- _Task details_
All of the records below should be output exactly.

Stored data:
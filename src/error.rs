//! Error types and handling for Tibber Future Prices
//!
//! Every fallible library operation returns [`Result`]. The two failures the
//! integration itself recognises are a duplicate setup
//! ([`PriceError::AlreadyConfigured`]) and a refresh that yielded no prices
//! ([`PriceError::NoPriceData`]); everything else is a lower-level fault that
//! is reported upward unchanged.

use thiserror::Error;

/// Result type alias for Tibber Future Prices operations
pub type Result<T> = std::result::Result<T, PriceError>;

/// Main error type for Tibber Future Prices
#[derive(Debug, Error)]
pub enum PriceError {
    /// Configuration-related errors
    #[error("Configuration error: {message}")]
    Config { message: String },

    /// Validation errors
    #[error("Validation error: {field} - {message}")]
    Validation { field: String, message: String },

    /// File I/O errors
    #[error("I/O error: {message}")]
    Io { message: String },

    /// Serialization/deserialization errors
    #[error("Serialization error: {message}")]
    Serialization { message: String },

    /// Transport-level failures talking to the provider
    #[error("Network error: {message}")]
    Network { message: String },

    /// The provider answered, but with an error or an unusable payload
    #[error("API error: {message}")]
    Api { message: String },

    /// Missing or rejected access token
    #[error("Authentication error: {message}")]
    Auth { message: String },

    /// A configuration entry with this unique id already exists
    #[error("Already configured: {unique_id}")]
    AlreadyConfigured { unique_id: String },

    /// The provider returned no price data for a home
    #[error("No price data received for home {home_id}")]
    NoPriceData { home_id: String },

    /// First refresh of a configuration entry failed; setup should be retried
    #[error("Entry not ready: {message}")]
    NotReady { message: String },

    /// A price timestamp could not be parsed
    #[error("Invalid timestamp '{value}': {message}")]
    Timestamp { value: String, message: String },
}

impl PriceError {
    /// Create a new configuration error
    pub fn config<S: Into<String>>(message: S) -> Self {
        Self::Config {
            message: message.into(),
        }
    }

    /// Create a new validation error
    pub fn validation<F: Into<String>, S: Into<String>>(field: F, message: S) -> Self {
        Self::Validation {
            field: field.into(),
            message: message.into(),
        }
    }

    /// Create a new I/O error
    pub fn io<S: Into<String>>(message: S) -> Self {
        Self::Io {
            message: message.into(),
        }
    }

    /// Create a new network error
    pub fn network<S: Into<String>>(message: S) -> Self {
        Self::Network {
            message: message.into(),
        }
    }

    /// Create a new API error
    pub fn api<S: Into<String>>(message: S) -> Self {
        Self::Api {
            message: message.into(),
        }
    }

    /// Create a new auth error
    pub fn auth<S: Into<String>>(message: S) -> Self {
        Self::Auth {
            message: message.into(),
        }
    }

    pub fn already_configured<S: Into<String>>(unique_id: S) -> Self {
        Self::AlreadyConfigured {
            unique_id: unique_id.into(),
        }
    }

    pub fn no_price_data<S: Into<String>>(home_id: S) -> Self {
        Self::NoPriceData {
            home_id: home_id.into(),
        }
    }

    pub fn not_ready<S: Into<String>>(message: S) -> Self {
        Self::NotReady {
            message: message.into(),
        }
    }
}

impl From<std::io::Error> for PriceError {
    fn from(err: std::io::Error) -> Self {
        Self::io(err.to_string())
    }
}

impl From<serde_yaml::Error> for PriceError {
    fn from(err: serde_yaml::Error) -> Self {
        Self::Serialization {
            message: err.to_string(),
        }
    }
}

impl From<serde_json::Error> for PriceError {
    fn from(err: serde_json::Error) -> Self {
        Self::Serialization {
            message: err.to_string(),
        }
    }
}

impl From<reqwest::Error> for PriceError {
    fn from(err: reqwest::Error) -> Self {
        Self::network(err.to_string())
    }
}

- _Answer below_
filename src/error.rs
//! Error types and handling for Tibber Future Prices
//!
//! Every fallible library operation returns [`Result`]. The two failures the
//! integration itself recognises are a duplicate setup
//! ([`PriceError::AlreadyConfigured`]) and a refresh that yielded no prices
//! ([`PriceError::NoPriceData`]); everything else is a lower-level fault that
//! is reported upward unchanged.

use thiserror::Error;

/// Result type alias for Tibber Future Prices operations
pub type Result<T> = std::result::Result<T, PriceError>;

/// Main error type for Tibber Future Prices
#[derive(Debug, Error)]
pub enum PriceError {
    /// Configuration-related errors
    #[error("Configuration error: {message}")]
    Config { message: String },

    /// Validation errors
    #[error("Validation error: {field} - {message}")]
    Validation { field: String, message: String },

    /// File I/O errors
    #[error("I/O error: {message}")]
    Io { message: String },

    /// Serialization/deserialization errors
    #[error("Serialization error: {message}")]
    Serialization { message: String },

    /// Transport-level failures talking to the provider
    #[error("Network error: {message}")]
    Network { message: String },

    /// The provider answered, but with an error or an unusable payload
    #[error("API error: {message}")]
    Api { message: String },

    /// Missing or rejected access token
    #[error("Authentication error: {message}")]
    Auth { message: String },

    /// A configuration entry with this unique id already exists
    #[error("Already configured: {unique_id}")]
    AlreadyConfigured { unique_id: String },

    /// The provider returned no price data for a home
    #[error("No price data received for home {home_id}")]
    NoPriceData { home_id: String },

    /// First refresh of a configuration entry failed; setup should be retried
    #[error("Entry not ready: {message}")]
    NotReady { message: String },

    /// A price timestamp could not be parsed
    #[error("Invalid timestamp '{value}': {message}")]
    Timestamp { value: String, message: String },
}

impl PriceError {
    /// Create a new configuration error
    pub fn config<S: Into<String>>(message: S) -> Self {
        Self::Config {
            message: message.into(),
        }
    }

    /// Create a new validation error
    pub fn validation<F: Into<String>, S: Into<String>>(field: F, message: S) -> Self {
        Self::Validation {
            field: field.into(),
            message: message.into(),
        }
    }

    /// Create a new I/O error
    pub fn io<S: Into<String>>(message: S) -> Self {
        Self::Io {
            message: message.into(),
        }
    }

    /// Create a new network error
    pub fn network<S: Into<String>>(message: S) -> Self {
        Self::Network {
            message: message.into(),
        }
    }

    /// Create a new API error
    pub fn api<S: Into<String>>(message: S) -> Self {
        Self::Api {
            message: message.into(),
        }
    }

    /// Create a new auth error
    pub fn auth<S: Into<String>>(message: S) -> Self {
        Self::Auth {
            message: message.into(),
        }
    }

    pub fn already_configured<S: Into<String>>(unique_id: S) -> Self {
        Self::AlreadyConfigured {
            unique_id: unique_id.into(),
        }
    }

    pub fn no_price_data<S: Into<String>>(home_id: S) -> Self {
        Self::NoPriceData {
            home_id: home_id.into(),
        }
    }

    pub fn not_ready<S: Into<String>>(message: S) -> Self {
        Self::NotReady {
            message: message.into(),
        }
    }
}

impl From<std::io::Error> for PriceError {
    fn from(err: std::io::Error) -> Self {
        Self::io(err.to_string())
    }
}

impl From<serde_yaml::Error> for PriceError {
    fn from(err: serde_yaml::Error) -> Self {
        Self::Serialization {
            message: err.to_string(),
        }
    }
}

impl From<serde_json::Error> for PriceError {
    fn from(err: serde_json::Error) -> Self {
        Self::Serialization {
            message: err.to_string(),
        }
    }
}

impl From<reqwest::Error> for PriceError {
    fn from(err: reqwest::Error) -> Self {
        Self::network(err.to_string())
    }
}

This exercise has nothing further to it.